Answer
(a) The time to reach the bottom of the cliff is 5.80 seconds.
(b) The speed just before hitting the bottom is 41.3 m/s.
(c) The total distance the stone traveled is 99.6 meters.
Work Step by Step
(a) $y = y_0 + v_0t + \frac{1}{2}at^2$
$-75.0 = 0 + (15.5)t -4.90t^2$
$4.90 t^2 -15.5~t - 75.0 = 0$
We can use the quadratic formula to solve for t.

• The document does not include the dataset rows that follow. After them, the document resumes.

//! 存活探针

use axum::response::Json;
use serde_json::{json, Value};

/// GET /api/health
pub async fn health() -> Json<Value> {
    Json(json!({ "success": true }))
}
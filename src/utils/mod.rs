//! # 工具模块
//!
//! URL 处理和解析工具。

pub mod url;

// Re-export commonly used items for convenience
pub use url::{absolutize, is_http_url};
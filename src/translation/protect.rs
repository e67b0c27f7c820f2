//! 代码令牌保护模块
//!
//! 翻译提供方会破坏代码标识符，所以在送翻译之前把代码类令牌
//! 替换为占位符，翻译完成后按字面还原。无论周围的散文被翻译成
//! 什么样，被保护的令牌都保证往返不变。

use std::sync::OnceLock;

use regex::Regex;

/// 固定的保留词表：语言关键字、常见运行时名词、高频缩写
const CODE_WORDS: [&str; 39] = [
    // JS
    "console",
    "console.log",
    "document",
    "window",
    "getElementById",
    "querySelector",
    "function",
    "return",
    "let",
    "const",
    "var",
    "class",
    "new",
    "import",
    "from",
    "export",
    "async",
    "await",
    "Promise",
    // Python
    "print",
    "printf",
    "def",
    "None",
    "True",
    "False",
    "list",
    "dict",
    "tuple",
    "set",
    "str",
    "int",
    "float",
    "bool",
    // Common
    "HTTP",
    "URL",
    "JSON",
    "API",
    "Node.js",
    "React",
];

/// 掩码结果：掩码后的文本和（占位符 → 原令牌）替换表
#[derive(Debug, Clone, Default)]
pub struct TokenProtection {
    pub masked: String,
    pub replacements: Vec<(String, String)>,
}

fn dotted_regex() -> &'static Regex {
    static RE: OnceLock<Regex> = OnceLock::new();
    RE.get_or_init(|| {
        Regex::new(r"\b[A-Za-z_][A-Za-z0-9_]*\.[A-Za-z_][A-Za-z0-9_]*\b").unwrap()
    })
}

fn call_regex() -> &'static Regex {
    static RE: OnceLock<Regex> = OnceLock::new();
    RE.get_or_init(|| Regex::new(r"\b([A-Za-z_][A-Za-z0-9_]*)\s*\(").unwrap())
}

fn word_regex(token: &str) -> Regex {
    Regex::new(&format!(r"\b{}\b", regex::escape(token))).unwrap()
}

fn push_unique(found: &mut Vec<String>, token: &str) {
    if !token.is_empty() && !found.iter().any(|t| t == token) {
        found.push(token.to_string());
    }
}

/// 掩码文本中的代码类令牌
///
/// 三类令牌各收集一次：带点标识符（`object.property`）、调用形标识符
/// （`name(`，只取名字）、保留词表成员。按长度降序替换，保证较长的
/// 带点形式先于其前缀被掩码，避免部分重叠替换。
pub fn protect(text: &str) -> TokenProtection {
    if text.is_empty() {
        return TokenProtection {
            masked: text.to_string(),
            replacements: Vec::new(),
        };
    }

    let mut found: Vec<String> = Vec::new();

    for m in dotted_regex().find_iter(text) {
        push_unique(&mut found, m.as_str());
    }
    for caps in call_regex().captures_iter(text) {
        push_unique(&mut found, &caps[1]);
    }
    for word in CODE_WORDS {
        if word_regex(word).is_match(text) {
            push_unique(&mut found, word);
        }
    }

    if found.is_empty() {
        return TokenProtection {
            masked: text.to_string(),
            replacements: Vec::new(),
        };
    }

    // 长令牌优先（console.log 先于 console）
    found.sort_by(|a, b| b.len().cmp(&a.len()));

    let mut masked = text.to_string();
    let mut replacements = Vec::new();
    for (index, token) in found.iter().enumerate() {
        let placeholder = format!("@@CODE_{}@@", index);
        masked = word_regex(token)
            .replace_all(&masked, placeholder.as_str())
            .into_owned();
        replacements.push((placeholder, token.clone()));
    }

    TokenProtection {
        masked,
        replacements,
    }
}

/// 按字面还原占位符
///
/// 占位符唯一且互不重叠，逐对替换即可，不需要正则。
pub fn restore(text: &str, replacements: &[(String, String)]) -> String {
    let mut out = text.to_string();
    for (placeholder, token) in replacements {
        out = out.replace(placeholder.as_str(), token);
    }
    out
}

#[cfg(test)]
mod tests {
    use super::*;

    #[test]
    fn test_round_trip_identity() {
        let inputs = [
            "Call console.log(value) to print output.",
            "The window.document object holds the DOM.",
            "Use the HTTP API with JSON payloads.",
            "Plain prose without any tokens at all.",
            "",
        ];
        for input in inputs {
            let protection = protect(input);
            assert_eq!(restore(&protection.masked, &protection.replacements), input);
        }
    }

    #[test]
    fn test_masks_code_tokens() {
        let protection = protect("console.log prints to the console");
        assert!(!protection.masked.contains("console.log"));
        assert!(protection.masked.contains("@@CODE_"));
        assert!(!protection.replacements.is_empty());
    }

    #[test]
    fn test_longer_tokens_masked_first() {
        let protection = protect("console.log and console");
        // console.log 必须作为整体被掩码，不能先被 console 拆散
        let restored = restore(&protection.masked, &protection.replacements);
        assert_eq!(restored, "console.log and console");
        let longest = &protection.replacements[0].1;
        assert_eq!(longest, "console.log");
    }

    #[test]
    fn test_call_like_identifier() {
        let protection = protect("Invoke setup() before use.");
        assert!(protection.replacements.iter().any(|(_, t)| t == "setup"));
        assert!(!protection.masked.contains("setup("));
    }

    #[test]
    fn test_no_tokens_returns_original() {
        let protection = protect("Just some ordinary words here.");
        assert_eq!(protection.masked, "Just some ordinary words here.");
        assert!(protection.replacements.is_empty());
    }

    #[test]
    fn test_console_log_survives_translation_shape() {
        // 模拟提供方翻译了散文但保留了占位符
        let protection = protect("console.log(x)");
        let translated = protection.masked.to_uppercase().replace("(X)", "(x)");
        let restored = restore(&translated, &protection.replacements);
        assert!(restored.contains("console.log"));
    }
}
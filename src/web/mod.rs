//! Web 服务器模块
//!
//! 基于 axum 的 HTTP 层：路由、CORS、可选的静态前端目录。

use std::path::Path;
use std::sync::Arc;

use axum::routing::{get, post};
use axum::Router;
use tower_http::cors::CorsLayer;
use tower_http::services::ServeDir;

use crate::core::{PerevodError, PerevodResult};
use crate::env::{core as env_core, translation as env_translation, EnvVar};
use crate::network::fetch::build_http_client;
use crate::translation::TranslationService;

pub mod handlers;
pub mod types;

use types::AppState;

/// Web 服务器配置
#[derive(Debug, Clone)]
pub struct WebConfig {
    /// 绑定地址
    pub bind_addr: String,
    /// 端口
    pub port: u16,
    /// 静态前端目录（不存在时只提供 API）
    pub static_dir: Option<String>,
    /// 天气提供方地址
    pub weather_url: String,
}

impl Default for WebConfig {
    fn default() -> Self {
        Self {
            bind_addr: "0.0.0.0".to_string(),
            port: 3000,
            static_dir: Some("public".to_string()),
            weather_url: "https://wttr.in".to_string(),
        }
    }
}

impl WebConfig {
    /// 从环境变量加载配置
    pub fn from_env() -> Self {
        let mut config = Self::default();
        if let Ok(host) = env_core::Host::get() {
            config.bind_addr = host;
        }
        if let Ok(port) = env_core::Port::get() {
            config.port = port;
        }
        if let Ok(dir) = env_core::StaticDir::get() {
            config.static_dir = Some(dir);
        }
        if let Ok(url) = env_translation::WeatherUrl::get() {
            config.weather_url = url;
        }
        config
    }
}

/// Web 服务器
pub struct WebServer {
    config: WebConfig,
    translator: Arc<TranslationService>,
}

impl WebServer {
    /// 创建新的 Web 服务器
    pub fn new(config: WebConfig, translator: Arc<TranslationService>) -> Self {
        Self { config, translator }
    }

    /// 构建路由（独立出来便于测试）
    pub fn build_router(&self) -> PerevodResult<Router> {
        let http = build_http_client()
            .map_err(|e| PerevodError::Internal(format!("HTTP客户端创建失败: {}", e)))?;

        let state = AppState {
            translator: self.translator.clone(),
            http,
            config: self.config.clone(),
        };

        let router = Router::new()
            .route("/api/translate-url", post(handlers::api::translate::translate_url))
            .route("/api/translate-text", post(handlers::api::translate::translate_text))
            .route(
                "/api/translate-word",
                post(handlers::api::word::translate_word_handler),
            )
            .route("/api/weather", get(handlers::api::weather::weather))
            .route("/api/articles/:category", get(handlers::api::articles::articles))
            .route("/api/image", get(handlers::api::image::image_proxy))
            .route("/api/health", get(handlers::api::health::health))
            .layer(CorsLayer::permissive())
            .with_state(state);

        // 静态前端目录存在时挂到根路径，否则用 JSON 404 兜底
        let router = match &self.config.static_dir {
            Some(dir) if Path::new(dir).is_dir() => {
                router.fallback_service(ServeDir::new(dir))
            }
            _ => router.fallback(handlers::not_found),
        };

        Ok(router)
    }

    /// 启动 Web 服务器
    pub async fn start(&self) -> PerevodResult<()> {
        let app = self.build_router()?;

        let listener = tokio::net::TcpListener::bind(format!(
            "{}:{}",
            self.config.bind_addr, self.config.port
        ))
        .await
        .map_err(|e| PerevodError::Internal(format!("端口绑定失败: {}", e)))?;

        tracing::info!(
            "Web 服务已启动: http://{}:{}",
            self.config.bind_addr,
            self.config.port
        );

        axum::serve(listener, app)
            .await
            .map_err(|e| PerevodError::Internal(format!("服务器错误: {}", e)))
    }
}
pub mod api;

use axum::http::StatusCode;
use axum::response::Json;
use serde_json::{json, Value};

/// JSON 404 兜底
pub async fn not_found() -> (StatusCode, Json<Value>) {
    (
        StatusCode::NOT_FOUND,
        Json(json!({ "success": false, "error": "Endpoint не найден" })),
    )
}

/// 构造统一的 JSON 错误响应
pub fn error_response(status: StatusCode, message: impl Into<String>) -> (StatusCode, Json<Value>) {
    (
        status,
        Json(json!({ "success": false, "error": message.into() })),
    )
}
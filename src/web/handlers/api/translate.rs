//! 翻译相关的 API 处理器

use axum::extract::{Json as ExtractJson, State};
use axum::http::StatusCode;
use axum::response::Json;
use serde_json::{json, Value};
use url::Url;

use crate::core::{translate_url_document, PerevodError};
use crate::web::handlers::error_response;
use crate::web::types::{
    AppState, TranslateTextRequest, TranslateUrlRequest, TranslateUrlResponse,
};

/// POST /api/translate-url
///
/// 任何阶段的失败都转换成 `{success:false, error}`，异常不外泄。
pub async fn translate_url(
    State(state): State<AppState>,
    ExtractJson(request): ExtractJson<TranslateUrlRequest>,
) -> Result<Json<TranslateUrlResponse>, (StatusCode, Json<Value>)> {
    let url_text = request.url.unwrap_or_default().trim().to_string();
    if url_text.is_empty() {
        return Err(error_response(
            StatusCode::BAD_REQUEST,
            "URL не предоставлен",
        ));
    }

    let url = Url::parse(&url_text).map_err(|_| {
        error_response(StatusCode::BAD_REQUEST, "Некорректный URL")
    })?;

    match translate_url_document(state.translator.clone(), &state.http, url).await {
        Ok(document) => Ok(Json(TranslateUrlResponse {
            success: true,
            title: document.title,
            content_html: document.content_html,
            source_url: document.source_url,
            debug: Some(document.stats),
        })),
        Err(PerevodError::Extraction { extracted_chars }) => Err((
            StatusCode::INTERNAL_SERVER_ERROR,
            Json(json!({
                "success": false,
                "error": "Не удалось извлечь контент (страница пустая/защищена/селекторы не совпали).",
                "debug": { "extractedChars": extracted_chars, "url": url_text },
            })),
        )),
        Err(error) => {
            tracing::warn!(url = %url_text, error = %error, "translate-url 请求失败");
            Err(error_response(
                StatusCode::INTERNAL_SERVER_ERROR,
                format!("Ошибка при переводе: {}", error),
            ))
        }
    }
}

/// POST /api/translate-text
pub async fn translate_text(
    State(state): State<AppState>,
    ExtractJson(request): ExtractJson<TranslateTextRequest>,
) -> Result<Json<Value>, (StatusCode, Json<Value>)> {
    let text = request.text.unwrap_or_default();
    if text.trim().is_empty() {
        return Err(error_response(
            StatusCode::BAD_REQUEST,
            "Текст не предоставлен",
        ));
    }

    let translated = state
        .translator
        .translate_text(&text, request.from.as_deref(), request.to.as_deref())
        .await;

    Ok(Json(json!({ "success": true, "translated": translated })))
}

$t = \frac{-b \pm \sqrt{b^2-4ac}}{2a}$
$t = \frac{15.5 \pm \sqrt{(-15.5)^2 - (4)(4.90)(-75.0)}}{(2)(4.90)}$
$t = -2.64 s, 5.80 s$
The negative value for t is unphysical, so the time to reach the bottom of the cliff is 5.80 seconds.
(b) $v = v_0 + at = 15.5 ~m/s - (9.80 ~m/s^2)(5.80 ~s)$
$v = -41.3 ~m/s$
The speed just before hitting the bottom is 41.3 m/s.
(c) Let $y_{max}$ be the maximum height above the top of the cliff.
$y_{max} = \frac{v^2-v_0^2}{2a} = \frac{0 - (15.5 ~m/s)^2}{(2)(-9.80 ~m/s^2)} = 12.3 ~m$
Then the total distance is 12.3 m + 12.3 m + 75.0 m = 99.6 meters.